- Activity -
Give the number of lines in the records that include the word "slot", and nothing besides.

+++ Given data +++

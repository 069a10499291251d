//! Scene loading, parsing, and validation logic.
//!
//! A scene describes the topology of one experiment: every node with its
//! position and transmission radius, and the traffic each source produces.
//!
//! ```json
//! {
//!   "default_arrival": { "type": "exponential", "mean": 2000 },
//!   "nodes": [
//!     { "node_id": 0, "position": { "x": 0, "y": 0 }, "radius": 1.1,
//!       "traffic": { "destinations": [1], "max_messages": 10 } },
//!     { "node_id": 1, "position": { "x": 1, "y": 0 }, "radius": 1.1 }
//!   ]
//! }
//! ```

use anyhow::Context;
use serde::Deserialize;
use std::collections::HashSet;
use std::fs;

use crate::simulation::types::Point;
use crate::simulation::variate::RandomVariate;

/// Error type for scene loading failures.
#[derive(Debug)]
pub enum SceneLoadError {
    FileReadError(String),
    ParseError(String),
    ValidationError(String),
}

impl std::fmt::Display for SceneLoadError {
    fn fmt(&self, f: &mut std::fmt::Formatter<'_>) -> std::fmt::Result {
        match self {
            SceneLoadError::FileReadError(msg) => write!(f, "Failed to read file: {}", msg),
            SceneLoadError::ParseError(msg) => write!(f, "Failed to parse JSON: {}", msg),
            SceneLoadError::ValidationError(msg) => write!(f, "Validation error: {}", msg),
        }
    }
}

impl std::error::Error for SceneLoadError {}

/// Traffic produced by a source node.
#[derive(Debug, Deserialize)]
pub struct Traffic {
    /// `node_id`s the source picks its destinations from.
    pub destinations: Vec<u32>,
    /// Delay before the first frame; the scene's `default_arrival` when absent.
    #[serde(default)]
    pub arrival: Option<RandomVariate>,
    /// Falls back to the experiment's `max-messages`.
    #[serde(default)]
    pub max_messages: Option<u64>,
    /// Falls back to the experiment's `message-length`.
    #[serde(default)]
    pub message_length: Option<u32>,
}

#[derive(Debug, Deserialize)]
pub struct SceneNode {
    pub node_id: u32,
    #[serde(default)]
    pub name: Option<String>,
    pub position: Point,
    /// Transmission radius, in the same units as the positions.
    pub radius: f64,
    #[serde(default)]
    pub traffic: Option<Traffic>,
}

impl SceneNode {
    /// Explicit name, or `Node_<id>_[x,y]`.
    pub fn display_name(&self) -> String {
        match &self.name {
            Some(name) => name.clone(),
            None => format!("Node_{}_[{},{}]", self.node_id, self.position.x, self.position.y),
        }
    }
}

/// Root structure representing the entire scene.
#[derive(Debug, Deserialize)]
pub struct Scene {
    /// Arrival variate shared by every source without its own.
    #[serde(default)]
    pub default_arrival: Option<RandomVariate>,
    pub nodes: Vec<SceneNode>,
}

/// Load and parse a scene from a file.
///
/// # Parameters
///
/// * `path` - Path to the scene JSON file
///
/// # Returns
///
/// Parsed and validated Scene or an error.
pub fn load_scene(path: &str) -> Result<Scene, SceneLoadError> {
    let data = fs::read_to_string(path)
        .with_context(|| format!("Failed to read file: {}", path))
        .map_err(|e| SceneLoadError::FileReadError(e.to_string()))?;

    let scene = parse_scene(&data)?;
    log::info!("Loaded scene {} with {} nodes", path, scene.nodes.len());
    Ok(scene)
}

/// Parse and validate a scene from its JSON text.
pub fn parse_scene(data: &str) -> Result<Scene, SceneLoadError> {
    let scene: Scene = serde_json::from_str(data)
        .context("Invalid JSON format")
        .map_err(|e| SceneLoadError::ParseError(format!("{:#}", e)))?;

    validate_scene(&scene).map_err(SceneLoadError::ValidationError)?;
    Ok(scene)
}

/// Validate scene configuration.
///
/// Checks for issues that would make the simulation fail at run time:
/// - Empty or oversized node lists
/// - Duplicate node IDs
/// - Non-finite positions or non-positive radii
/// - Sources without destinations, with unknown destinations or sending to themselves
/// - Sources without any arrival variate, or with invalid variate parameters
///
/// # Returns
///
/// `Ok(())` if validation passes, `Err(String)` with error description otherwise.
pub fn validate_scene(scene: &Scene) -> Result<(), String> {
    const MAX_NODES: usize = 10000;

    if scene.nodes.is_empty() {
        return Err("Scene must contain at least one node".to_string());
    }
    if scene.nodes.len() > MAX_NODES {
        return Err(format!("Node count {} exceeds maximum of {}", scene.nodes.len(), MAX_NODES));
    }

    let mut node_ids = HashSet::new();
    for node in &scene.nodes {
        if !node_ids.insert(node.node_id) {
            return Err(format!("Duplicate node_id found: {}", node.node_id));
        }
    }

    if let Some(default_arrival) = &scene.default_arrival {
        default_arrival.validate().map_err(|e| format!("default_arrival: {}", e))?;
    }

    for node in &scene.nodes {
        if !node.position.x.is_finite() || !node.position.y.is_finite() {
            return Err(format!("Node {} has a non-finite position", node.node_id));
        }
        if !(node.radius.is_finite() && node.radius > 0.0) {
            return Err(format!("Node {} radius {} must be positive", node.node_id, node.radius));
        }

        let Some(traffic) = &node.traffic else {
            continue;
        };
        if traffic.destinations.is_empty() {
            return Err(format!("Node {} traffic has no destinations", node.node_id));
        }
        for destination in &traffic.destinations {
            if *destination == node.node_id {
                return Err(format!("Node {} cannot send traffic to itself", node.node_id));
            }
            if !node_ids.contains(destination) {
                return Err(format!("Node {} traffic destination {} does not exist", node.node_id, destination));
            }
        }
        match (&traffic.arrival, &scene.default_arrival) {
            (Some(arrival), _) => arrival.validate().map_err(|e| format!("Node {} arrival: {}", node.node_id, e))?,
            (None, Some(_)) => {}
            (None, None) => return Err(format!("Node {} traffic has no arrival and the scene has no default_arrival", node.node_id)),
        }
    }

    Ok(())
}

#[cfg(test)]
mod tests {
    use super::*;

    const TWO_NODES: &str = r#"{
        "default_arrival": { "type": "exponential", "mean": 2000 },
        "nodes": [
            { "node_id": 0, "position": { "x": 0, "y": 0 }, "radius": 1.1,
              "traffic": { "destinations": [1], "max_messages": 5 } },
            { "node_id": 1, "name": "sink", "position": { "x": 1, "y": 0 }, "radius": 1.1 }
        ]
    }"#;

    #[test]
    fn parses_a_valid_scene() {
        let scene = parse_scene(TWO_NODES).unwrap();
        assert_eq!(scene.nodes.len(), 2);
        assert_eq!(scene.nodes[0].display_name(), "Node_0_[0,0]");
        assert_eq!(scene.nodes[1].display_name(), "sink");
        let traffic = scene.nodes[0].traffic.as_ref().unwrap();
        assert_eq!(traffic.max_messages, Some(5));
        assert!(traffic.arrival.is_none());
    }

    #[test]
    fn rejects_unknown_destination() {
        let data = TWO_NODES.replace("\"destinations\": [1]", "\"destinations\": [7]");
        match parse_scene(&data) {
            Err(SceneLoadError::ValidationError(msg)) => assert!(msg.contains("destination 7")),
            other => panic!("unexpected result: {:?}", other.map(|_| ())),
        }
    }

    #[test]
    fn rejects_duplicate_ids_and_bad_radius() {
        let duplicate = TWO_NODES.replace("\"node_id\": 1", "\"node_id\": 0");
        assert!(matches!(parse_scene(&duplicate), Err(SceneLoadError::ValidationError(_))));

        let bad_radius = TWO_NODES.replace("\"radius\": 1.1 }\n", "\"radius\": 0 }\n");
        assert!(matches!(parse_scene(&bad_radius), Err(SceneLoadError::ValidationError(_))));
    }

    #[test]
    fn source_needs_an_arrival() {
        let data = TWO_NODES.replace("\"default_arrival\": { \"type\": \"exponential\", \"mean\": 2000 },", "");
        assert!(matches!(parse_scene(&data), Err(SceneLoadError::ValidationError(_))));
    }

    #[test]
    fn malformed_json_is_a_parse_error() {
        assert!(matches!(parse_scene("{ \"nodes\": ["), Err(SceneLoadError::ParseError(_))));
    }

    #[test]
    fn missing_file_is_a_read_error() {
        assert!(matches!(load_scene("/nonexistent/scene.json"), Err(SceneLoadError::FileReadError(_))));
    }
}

+++
+++ Given data +++

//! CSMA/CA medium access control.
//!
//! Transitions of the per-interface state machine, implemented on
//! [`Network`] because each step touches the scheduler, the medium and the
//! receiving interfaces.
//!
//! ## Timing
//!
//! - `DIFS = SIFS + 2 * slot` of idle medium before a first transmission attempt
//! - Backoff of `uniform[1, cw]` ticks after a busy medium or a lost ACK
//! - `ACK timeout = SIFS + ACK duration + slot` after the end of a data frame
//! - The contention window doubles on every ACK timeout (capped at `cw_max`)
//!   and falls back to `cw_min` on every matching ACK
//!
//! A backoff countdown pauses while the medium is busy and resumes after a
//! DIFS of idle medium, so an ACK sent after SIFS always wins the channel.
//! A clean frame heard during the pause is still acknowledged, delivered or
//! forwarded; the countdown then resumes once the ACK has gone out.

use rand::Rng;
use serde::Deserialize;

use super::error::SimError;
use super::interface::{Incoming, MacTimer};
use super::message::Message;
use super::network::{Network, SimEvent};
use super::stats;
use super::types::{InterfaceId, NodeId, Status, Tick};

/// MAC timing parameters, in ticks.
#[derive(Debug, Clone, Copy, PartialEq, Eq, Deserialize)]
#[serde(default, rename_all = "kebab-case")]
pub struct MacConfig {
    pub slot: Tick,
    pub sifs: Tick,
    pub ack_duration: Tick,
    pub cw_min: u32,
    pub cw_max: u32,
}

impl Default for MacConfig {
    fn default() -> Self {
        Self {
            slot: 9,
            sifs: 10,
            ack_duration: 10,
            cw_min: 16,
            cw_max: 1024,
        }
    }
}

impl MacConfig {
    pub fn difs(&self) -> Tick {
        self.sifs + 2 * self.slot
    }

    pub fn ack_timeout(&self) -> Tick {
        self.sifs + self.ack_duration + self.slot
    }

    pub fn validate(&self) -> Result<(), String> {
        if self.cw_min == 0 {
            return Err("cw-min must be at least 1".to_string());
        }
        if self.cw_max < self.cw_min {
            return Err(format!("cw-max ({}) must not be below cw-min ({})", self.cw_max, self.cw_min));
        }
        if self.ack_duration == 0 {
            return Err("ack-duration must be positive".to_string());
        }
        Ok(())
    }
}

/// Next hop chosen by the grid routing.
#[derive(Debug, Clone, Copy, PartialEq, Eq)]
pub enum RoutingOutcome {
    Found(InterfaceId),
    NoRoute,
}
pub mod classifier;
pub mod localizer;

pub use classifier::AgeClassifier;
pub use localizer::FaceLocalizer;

+++
+++ Given data +++

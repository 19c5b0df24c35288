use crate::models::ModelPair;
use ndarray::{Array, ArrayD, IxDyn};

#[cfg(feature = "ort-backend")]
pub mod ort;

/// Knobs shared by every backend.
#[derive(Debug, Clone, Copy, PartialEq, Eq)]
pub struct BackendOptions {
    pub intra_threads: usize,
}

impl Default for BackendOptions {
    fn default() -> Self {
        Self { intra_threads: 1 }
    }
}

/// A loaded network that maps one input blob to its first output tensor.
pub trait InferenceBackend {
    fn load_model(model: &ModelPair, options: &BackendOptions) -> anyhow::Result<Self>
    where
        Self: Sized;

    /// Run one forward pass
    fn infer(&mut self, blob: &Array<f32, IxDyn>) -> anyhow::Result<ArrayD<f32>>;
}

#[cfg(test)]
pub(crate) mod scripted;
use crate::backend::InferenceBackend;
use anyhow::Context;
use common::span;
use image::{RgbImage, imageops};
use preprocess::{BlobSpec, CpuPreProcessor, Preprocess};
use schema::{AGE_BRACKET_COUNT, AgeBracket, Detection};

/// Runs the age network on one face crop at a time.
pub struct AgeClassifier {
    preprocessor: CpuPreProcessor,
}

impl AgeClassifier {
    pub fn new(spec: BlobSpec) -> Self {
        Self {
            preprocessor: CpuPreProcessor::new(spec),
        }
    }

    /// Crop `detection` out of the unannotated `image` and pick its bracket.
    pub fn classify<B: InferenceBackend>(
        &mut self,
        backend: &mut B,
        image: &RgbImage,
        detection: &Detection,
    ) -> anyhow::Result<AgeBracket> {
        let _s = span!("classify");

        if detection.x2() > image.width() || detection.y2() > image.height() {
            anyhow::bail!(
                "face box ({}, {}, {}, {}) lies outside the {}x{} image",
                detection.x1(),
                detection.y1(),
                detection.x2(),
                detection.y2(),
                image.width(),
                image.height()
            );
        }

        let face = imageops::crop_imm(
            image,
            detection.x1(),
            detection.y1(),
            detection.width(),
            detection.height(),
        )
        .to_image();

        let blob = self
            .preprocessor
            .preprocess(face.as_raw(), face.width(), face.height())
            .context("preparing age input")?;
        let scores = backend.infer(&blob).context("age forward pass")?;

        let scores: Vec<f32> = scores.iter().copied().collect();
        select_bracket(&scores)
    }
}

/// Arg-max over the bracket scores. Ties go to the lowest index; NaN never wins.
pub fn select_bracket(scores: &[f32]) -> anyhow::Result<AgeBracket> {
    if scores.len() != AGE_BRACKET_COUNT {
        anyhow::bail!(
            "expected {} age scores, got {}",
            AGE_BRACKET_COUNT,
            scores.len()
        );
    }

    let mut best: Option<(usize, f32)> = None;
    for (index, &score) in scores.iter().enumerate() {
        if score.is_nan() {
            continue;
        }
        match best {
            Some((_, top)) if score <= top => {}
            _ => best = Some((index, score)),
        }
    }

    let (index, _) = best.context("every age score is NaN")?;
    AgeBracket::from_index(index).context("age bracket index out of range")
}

+++

- Result -
6